It's more "what you won't be able to do at work anymore" than "what you can do in ER". In no particular order, here's a long list:

Does your company offer free career/personality assessments? If possible go through the exercise of investigating what your interests have become. It's a free brainstorming session on "What will you DO all day?" You might discover that you want to pursue another career field (hopefully not!), that your personality type has changed, or that you need to explore a half-dozen hobbies you haven't thought of in years.

If possible, go to your company's retirement briefing at least two years in advance and then do it again a year out. People will wonder what you're thinking (sometimes that's all the justification you need!) and the exercise will focus your planning. Your second attendance shouldn't produce any surprises or changes of heart.

Max out all the company's medical/dental benefits. It's best to start on this step a year out. That includes physicals, bloodwork, cleanings, and even prescriptions. Have every medical issue examined & resolved (or at least documented) since it may affect future insurability (and military disability). I even knew veterans who decided to have their last pregnancy on the military dollar. The rounds of medical bureaucracy-- consultations, referrals, physical therapy, and other treatments-- could take months.

Think about how you want to do your exit before everyone else does the thinking for you. Classic maneuvers include keeping all plans secret until the bonus checks have cleared, providing the absolute minimum notification, announcing that your departure will take place at the worst/best time of the year, widely publicizing your final day and then leaving a day early, and refusing to mark the occasion with any ceremony. Whatever decisions you make, announce them when required and then (this is important) stick to the plan. Don't change your mind because people will start thinking that you're indecisive, coy, or canceling your ER. The only exception to changing the plan would be if you decide that it's worth changing your mind for large wads of cash.

Don't submit your retirement request until the deadline. At least one ER on this board was already privately planning to retire when, unaware of his intentions, the company offered him a lucrative buyout.

Are you planning to move to a new location? You could stay on in the area for months after ER or you could move the day after you ER. Both will take a lot of advance planning (and the latter a day or two off work for the packing & shipping). Military veterans are notorious for moving the day after their retirement ceremony-- because things just weren't complicated enough already-- but it's probably better to negotiate your ER benefits so that you don't have to compound that busy final week with a household move as well.

Make sure you have all the gear that your job is entitled to. The person who takes over your job may balk at doing so until they have the tools they need. This might be a great opportunity to obtain the cool gear-- a new computer, a Blackberry-- whatever would attract your sucker relief to your job.

Make sure that all the gear you're responsible for is actually present. Then, wherever possible, make sure that it's under your personal control or locked away or transferred to someone else's custody. If you've been sharing locked storage with someone, segregate your stuff or lock it up separately wherever possible. Nothing sucks worse than spending the week before retirement looking for "missing" objects.
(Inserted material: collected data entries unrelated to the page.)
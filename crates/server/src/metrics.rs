//! Prometheus metrics for observability.
//!
//! This module provides metrics for monitoring the translation worker:
//! - HTTP request metrics (latency, counts)
//! - Task control requests and running tasks
//! - Core metrics (dispatcher, pipeline, job service), registered from `doctrans_core`

use once_cell::sync::Lazy;
use prometheus::{
    self, Encoder, HistogramOpts, HistogramVec, IntCounterVec, IntGauge, Opts, Registry,
    TextEncoder,
};

/// Global metrics registry.
pub static REGISTRY: Lazy<Registry> = Lazy::new(|| {
    let registry = Registry::new();
    register_metrics(&registry);
    registry
});

// =============================================================================
// HTTP Request Metrics
// =============================================================================

/// HTTP request duration in seconds.
pub static HTTP_REQUEST_DURATION: Lazy<HistogramVec> = Lazy::new(|| {
    HistogramVec::new(
        HistogramOpts::new(
            "doctrans_http_request_duration_seconds",
            "HTTP request duration in seconds",
        )
        .buckets(vec![0.001, 0.005, 0.01, 0.025, 0.05, 0.1, 0.25, 0.5, 1.0]),
        &["method", "path", "status"],
    )
    .unwrap()
});

/// HTTP requests total count.
pub static HTTP_REQUESTS_TOTAL: Lazy<IntCounterVec> = Lazy::new(|| {
    IntCounterVec::new(
        Opts::new("doctrans_http_requests_total", "Total HTTP requests"),
        &["method", "path", "status"],
    )
    .unwrap()
});

/// HTTP requests currently in flight.
pub static HTTP_REQUESTS_IN_FLIGHT: Lazy<IntGauge> = Lazy::new(|| {
    IntGauge::new(
        "doctrans_http_requests_in_flight",
        "Number of HTTP requests currently being processed",
    )
    .unwrap()
});

// =============================================================================
// Task Metrics
// =============================================================================

/// Task control requests by action and result.
pub static TASK_REQUESTS: Lazy<IntCounterVec> = Lazy::new(|| {
    IntCounterVec::new(
        Opts::new("doctrans_task_requests_total", "Task start/stop requests"),
        &["action", "result"], // action: "start", "stop"
    )
    .unwrap()
});

/// Tasks currently running (collected dynamically).
pub static TASKS_RUNNING: Lazy<IntGauge> = Lazy::new(|| {
    IntGauge::new("doctrans_tasks_running", "Number of running translation tasks").unwrap()
});

// =============================================================================
// Registration
// =============================================================================

fn register_metrics(registry: &Registry) {
    // HTTP
    registry
        .register(Box::new(HTTP_REQUEST_DURATION.clone()))
        .unwrap();
    registry
        .register(Box::new(HTTP_REQUESTS_TOTAL.clone()))
        .unwrap();
    registry
        .register(Box::new(HTTP_REQUESTS_IN_FLIGHT.clone()))
        .unwrap();

    // Tasks
    registry.register(Box::new(TASK_REQUESTS.clone())).unwrap();
    registry.register(Box::new(TASKS_RUNNING.clone())).unwrap();

    // Core metrics (dispatcher, pipeline, job service)
    for metric in doctrans_core::metrics::all_metrics() {
        registry.register(metric).unwrap();
    }
}

/// Encode all metrics as Prometheus text format.
pub fn encode_metrics() -> Result<String, prometheus::Error> {
    let encoder = TextEncoder::new();
    let metric_families = REGISTRY.gather();
    let mut buffer = Vec::new();
    encoder.encode(&metric_families, &mut buffer)?;
    Ok(String::from_utf8_lossy(&buffer).into_owned())
}

/// Update gauges from the current application state before encoding.
pub async fn collect_dynamic_metrics(state: &crate::state::AppState) {
    let running = state.runner().active_tasks().await.len();
    TASKS_RUNNING.set(running as i64);
}

#[cfg(test)]
mod tests {
    use super::*;

    #[test]
    fn test_registry_includes_core_metrics() {
        doctrans_core::metrics::BREAKER_TRIPS.inc();
        HTTP_REQUESTS_IN_FLIGHT.set(0);

        let text = encode_metrics().unwrap();
        assert!(text.contains("doctrans_http_requests_in_flight"));
        assert!(text.contains("doctrans_breaker_trips_total"));
    }
}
Make sure all your administrative records are straight. This includes you pension record, your 401(k) contributions, sick/vacation time, training required & completed, and certifications. You may or may not need any of it, but that's not the point. It's far easier to get these things fixed while you're still in the office and darn near impossible to fix after you give up your keys.

Let your family vent. Talk about any lifestyle changes, budget changes, and domestic chores. You may "know" that you're getting rid of the housecleaner, but your spouse may have other plans. You may think that your kids will want you to spend more time with them, but they may just see you as a chauffeur with a wallet. Small kids may be very afraid of change. Teenagers may be too busy with their own selfish lives to even think about yours, let alone care about it. Talk about what you're going to do with your "me time", too, so that you can at least negotiate a chauffeur's contract. Your parents, siblings, in-laws, and adult children may have expectations of your behavior that are dramatically different or even wrong. You don't have to live to their expectations but you can start letting them down in easy steps.

Chew through a couple planning calendars. Map out all the vacation time, sick time, seminar/training days, and personal days to make sure that you don't leave anything on the table. There will be days when you will have to be in the office for an important meeting or event, but you can't sell back all of those benefits. Pay attention to important family dates, too.

If you're in a position to do so, find out who wants your letter of recommendation or your commendation, and then write it. It's also a great way to knock off the fence-sitters. I spent over six weeks writing recommendation letters for people who'd been "meaning to get around to it" and who were only motivated by my impending departure. We inspired two new officer candidates who are still on active duty.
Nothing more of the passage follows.